What are some hypotheses about computer security?  How should we go about
testing them?  What kind of metrics would we like to see?   Which methods
in Stats 101 should we use to compute them?  What data do we need to
compute them?  Where and how do we get the data?

The answers are *not* in Stats 101, cuz the answers are specific to 
computer security.  Other "sciences" have healthy debates over these
questions wrt their own fields.  Let's do the same!

* If you are going to do a survey, how do you target/vet respondents?
What questions do you ask.  What controls do you have in place?

Read any Stats 101 or experimental methods textbook. The
reference I posted earlier on research methods (ISBN: 0767421523)
has an excellent overview of the process.

Again, I did not mean the general process, I meant in the context of
computer security.  What *specific* questions would you propose asking?
How do you word them to get more accurate answers?  Who specifically would
you target for the survey?  How do you go about getting a representative
sample?  What's the acceptible sample size?  Etc.


All the things you ask are covered in any introductory texts
on research and/or statistics. Really. We don't need to go into
it here! :)

No they're not, see above. :-)

It *would* be really useful to have some truly meaningful measurements.
It could do a lot to reduce the amount of snake-oil and magic security dust
beings sold.

YEAH!

I think the main point everyone seems to want to ignore is the most
important one I made in my original posting:
It's NOT MUCH HARDER TO DO IT RIGHT - it just takes a little

Well, in some cases it may be significantly more effort than sending
out a bubble-form and saying "please mail this back to us, we'll be your
best friend if you do, and we even included the stamp!"

But, the other problem is that it's just not sexy or fun.  A lot of this
type of work is drudgery -- looking up data, putting it into tables,
normalizing the data, doing some math, etc.  Not nearly as much fun as
building a skin an MP3 player, or yet another log parser, or setting up
a blog on the web server, or installing linux on a c64...

bit of learning and some willingness to not charge straight in and
start calculating the standard deviation of some bullsh&t.  There's
that old chestnut about how Computer "Scientists" have to re-invent
the wheel every time because they're a bunch of immature jerks.
I guess what I am saying is that it *appears* in this case (modulo
sampling bias!) to be true - rather than learn statistics from a book,
*EVERY* *SINGLE* security-related survey I have ever seen
has significant methodological flaws. Are you guys comfortable
being part of an industry that is somewhere between "witch doctor"
and "cargo cult" on the spectrum of intellectual integrity?? I'm not!

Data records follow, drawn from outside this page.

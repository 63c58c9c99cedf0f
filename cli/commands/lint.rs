use crate::cli_args::LintArgs;
use crate::load_config_for_command;
use crate::output::{self, FileOffenses};
use anyhow::{Context, Result};
use log;
use xflatten_core::{TodoCommentRule, lint, lint_file};

/// Returns `Ok(true)` when no offenses were found.
pub fn handle_lint_command(args: LintArgs, quiet: bool) -> Result<bool> {
    let mut config = load_config_for_command(&args.config, &args.syntax, None)
        .context("Failed to load configuration")?;
    if !args.keywords.is_empty() {
        config.lint.keywords = args.keywords.clone();
    }
    let marker = config.syntax.comment_marker.as_str();
    let rule = TodoCommentRule::new(&config.lint.keywords, marker)
        .context("Failed to build lint rule")?;
    log::debug!("Lint keywords: {:?}", rule.keywords().collect::<Vec<_>>());

    let targets = lint::collect_lint_targets(&args.paths, &config.syntax.extension)
        .context("Failed to collect files to lint")?;

    let mut results = Vec::new();
    for path in &targets {
        match lint_file(path, &rule, marker) {
            Ok(offenses) if offenses.is_empty() => {}
            Ok(offenses) => results.push(FileOffenses {
                path: path.clone(),
                offenses,
            }),
            Err(e) => log::warn!("Skipping {}: {}", path.display(), e),
        }
    }

    match args.format.as_str() {
        "json" => output::print_json(&results)?,
        _ => output::print_lint_text(&results, targets.len(), quiet),
    }
    Ok(results.is_empty())
}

This is basically where the medical profession was about 100 years ago.
Medicines used to be hawked claiming to cure all sorts of ills with absolutely
no clinical testing that showed any evidence of efficacy.  Doctors could
hang out shingles without any sort of license that showed a minimun of education,
etc.

Clinical testing, drug trials, medical licensing, use of medical histories
and statistics has all developed in the last century.  And it's not perfect,
but it's a lot better than it was.  We at least know that aspirin often helps
relieve headaches.

It's not that much longer that the notion of "scientific method" evolved.
150-200 years ago it was not uncommon to make up data, "correct" data
that didn't fit the theory, or throw out data that didn't fit.